For patients undergoing postmastectomy radiation therapy, it is my preference to achieve the final implant prior to the beginning of radiation therapy. Thus, if patients have completed neoadjuvant chemotherapy and radiation is set to begin 4 to 6 weeks following the mastectomy, patients come in twice a week for fills and they undergo second-stage surgery at 3 weeks. Two weeks later radiation begins. By not having the pectoralis major muscle intimately involved with the expander or implant, there is no tightening or contracting of the muscle once it has been radiated, and we are no longer seeing the inframammary fold malpositions and contractures (particularly since using ADM) that were relatively common with dual-plane or full muscle reconstructions. For patients receiving both chemotherapy and postmastectomy radiation, I typically perform second-stage reconstruction 3 weeks following completion of chemotherapy. For some patients who receive postmastectomy radiation resulting in severe skin damage, autologous reconstruction is used as a salvage procedure.
Patient Convenience
It is imperative that the patient understands the realities of a staged reconstruction, namely, there will likely be two to three separate procedures to achieve the final outcome. With prepectoral breast reconstruction, I have a candid discussion regarding rippling which occurs in some capacity, in almost all patients. Rippling is corrected with autologous fat grafting, but I explain to patients that they may need one to two rounds of fat grafting to completely correct any rippling.

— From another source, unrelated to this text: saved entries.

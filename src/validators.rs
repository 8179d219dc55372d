/// Input validators for credentials
///
/// Email addresses are checked for shape and length before they reach the
/// store; passwords only need to be present and fit in bcrypt's input window.

use lazy_static::lazy_static;
use regex::Regex;

use crate::error::ValidationError;

const MAX_EMAIL_LENGTH: usize = 254; // RFC 5321
const MIN_EMAIL_LENGTH: usize = 5;
const MAX_LOCAL_PART_LENGTH: usize = 64;
/// bcrypt ignores everything past the first 72 bytes
const MAX_PASSWORD_BYTES: usize = 72;

lazy_static! {
    // RFC 5322 simplified email regex (practical validation)
    static ref EMAIL_REGEX: Regex = Regex::new(
        r"^[a-zA-Z0-9.!#$%&'*+/=?^_`{|}~-]+@[a-zA-Z0-9](?:[a-zA-Z0-9-]{0,61}[a-zA-Z0-9])?(?:\.[a-zA-Z0-9](?:[a-zA-Z0-9-]{0,61}[a-zA-Z0-9])?)*$"
    ).expect("email regex is valid");
}

/// Validates an email address and returns its trimmed form
pub fn is_valid_email(email: Option<&str>) -> Result<String, ValidationError> {
    let trimmed = email.map(str::trim).unwrap_or_default();

    if trimmed.is_empty() {
        return Err(ValidationError::EmptyField("email".to_string()));
    }

    if trimmed.len() < MIN_EMAIL_LENGTH {
        return Err(ValidationError::TooShort("email".to_string(), MIN_EMAIL_LENGTH));
    }

    if trimmed.len() > MAX_EMAIL_LENGTH {
        return Err(ValidationError::TooLong("email".to_string(), MAX_EMAIL_LENGTH));
    }

    if !EMAIL_REGEX.is_match(trimmed) {
        return Err(ValidationError::InvalidFormat("email".to_string()));
    }

    if has_suspicious_email_patterns(trimmed) {
        return Err(ValidationError::SuspiciousContent("email".to_string()));
    }

    Ok(trimmed.to_string())
}

/// Validates a password for registration
///
/// Passwords are taken verbatim (no trimming).
pub fn is_valid_password(password: Option<&str>) -> Result<&str, ValidationError> {
    let password = match password {
        Some(p) if !p.is_empty() => p,
        _ => return Err(ValidationError::EmptyField("password".to_string())),
    };

    if password.len() > MAX_PASSWORD_BYTES {
        return Err(ValidationError::TooLong("password".to_string(), MAX_PASSWORD_BYTES));
    }

    if password.contains('\0') {
        return Err(ValidationError::SuspiciousContent("password".to_string()));
    }

    Ok(password)
}

fn has_suspicious_email_patterns(email: &str) -> bool {
    if let Some(at_pos) = email.find('@') {
        if email[..at_pos].len() > MAX_LOCAL_PART_LENGTH {
            return true;
        }
    }

    email.matches('@').count() != 1 || email.contains('\0')
}
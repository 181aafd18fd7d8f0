// ─────────────────────────────────────────────────────────────────────
// Granule AMR Core — Reference Profile Interpolation
// © 1998–2026 Miroslav Šotek. All rights reserved.
// Contact: www.anulum.li | protoscience@anulum.li
// ORCID: https://orcid.org/0009-0009-3560-0851
// License: GNU AGPL v3 | Commercial licensing available
// ─────────────────────────────────────────────────────────────────────
//! Linear interpolation of per-bin mean and dispersion values from a
//! uniformly binned reference profile.

use granule_types::error::{GranuleError, GranuleResult};
use granule_types::profile::ProfileWithSigma;

/// Interpolate per-field mean and dispersion at radius `r`.
///
/// `bin` is the caller's estimate of the enclosing bin under the
/// reference profile's uniform spacing (`floor(r / dr)`); the estimate
/// is assumed linear regardless of the caller's own binning mode. When
/// `r` sits strictly beyond the center of bin `bin`, values are
/// blended with the right neighbor; below the center of bin 0 the
/// profile is extrapolated flat; otherwise the left neighbor supplies
/// the second sample, so a radius exactly at a bin center returns that
/// bin's stored values. An interpolation fraction outside `[0, 1]`
/// means the bin
/// estimate is inconsistent with `r` and is reported as a range error.
pub fn interpolate_mean_std(
    references: &[&ProfileWithSigma],
    bin: usize,
    r: f64,
    mean_out: &mut [f64],
    std_out: &mut [f64],
) -> GranuleResult<()> {
    let first = references.first().ok_or_else(|| {
        GranuleError::ConfigError("Interpolation requires at least one reference profile".to_string())
    })?;
    let nbin = first.nbin();
    if mean_out.len() != references.len() || std_out.len() != references.len() {
        return Err(GranuleError::ConfigError(format!(
            "Interpolation output length mismatch: {} profiles, mean={}, std={}",
            references.len(),
            mean_out.len(),
            std_out.len()
        )));
    }
    if bin >= nbin {
        return Err(GranuleError::NumericRange(format!(
            "Bin estimate {bin} out of range for reference profile with {nbin} bins (r = {r:.7e})"
        )));
    }

    if r > first.radius[bin] {
        if bin + 1 >= nbin {
            return Err(GranuleError::NumericRange(format!(
                "Radius {r:.7e} beyond the last reference bin center {:.7e}",
                first.radius[bin]
            )));
        }
        let delta_r = first.radius[bin + 1] - first.radius[bin];
        let x = (r - first.radius[bin]) / delta_r;
        check_fraction(x, bin, r, first.radius[bin], first.radius[bin + 1])?;
        for (i, prof) in references.iter().enumerate() {
            mean_out[i] = prof.mean[bin] * (1.0 - x) + prof.mean[bin + 1] * x;
            std_out[i] = prof.sigma[bin] * (1.0 - x) + prof.sigma[bin + 1] * x;
        }
    } else if bin == 0 {
        // No left neighbor; extrapolate flat.
        for (i, prof) in references.iter().enumerate() {
            mean_out[i] = prof.mean[0];
            std_out[i] = prof.sigma[0];
        }
    } else {
        let delta_r = first.radius[bin] - first.radius[bin - 1];
        let x = (r - first.radius[bin - 1]) / delta_r;
        check_fraction(x, bin, r, first.radius[bin - 1], first.radius[bin])?;
        for (i, prof) in references.iter().enumerate() {
            mean_out[i] = prof.mean[bin - 1] * (1.0 - x) + prof.mean[bin] * x;
            std_out[i] = prof.sigma[bin - 1] * (1.0 - x) + prof.sigma[bin] * x;
        }
    }
    Ok(())
}

fn check_fraction(x: f64, bin: usize, r: f64, left: f64, right: f64) -> GranuleResult<()> {
    if !(0.0..=1.0).contains(&x) {
        return Err(GranuleError::NumericRange(format!(
            "Interpolation fraction {x:.7e} outside [0, 1]: bin estimate = {bin}, r = {r:.7e}, \
             left-hand point = {left:.7e}, right-hand point = {right:.7e}"
        )));
    }
    Ok(())
}
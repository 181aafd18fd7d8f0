// ─────────────────────────────────────────────────────────────────────
// Granule AMR Core — Patch Hierarchy
// © 1998–2026 Miroslav Šotek. All rights reserved.
// Contact: www.anulum.li | protoscience@anulum.li
// ORCID: https://orcid.org/0009-0009-3560-0851
// License: GNU AGPL v3 | Commercial licensing available
// ─────────────────────────────────────────────────────────────────────
//! Octree patch hierarchy: cubical grid blocks, per-level bookkeeping,
//! refinement, and field-slot time resolution.

pub mod hierarchy;
pub mod patch;
pub mod refine;
pub mod time;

Patients are also counseled that they will require several postoperative in-office fills to achieve the desired volume in their expanders. Although not used in my practice, there are tissue expanders that allow patient-directed expansion in the comfort of their own home. By simply pushing a button on a remote control, 10 cc of compressed CO is automatically injected into the expander in a controlled and gradual fashion, without the use of needles.
Unlike with subpectoral reconstruction, patients undergoing prepectoral tissue expansion experience relatively little pain from the fill process, as the muscle is not being stretched. Because intraoperative fill volumes are typically higher due to no pectoralis involvement, patients require only a few postoperative fills to achieve their desired volume.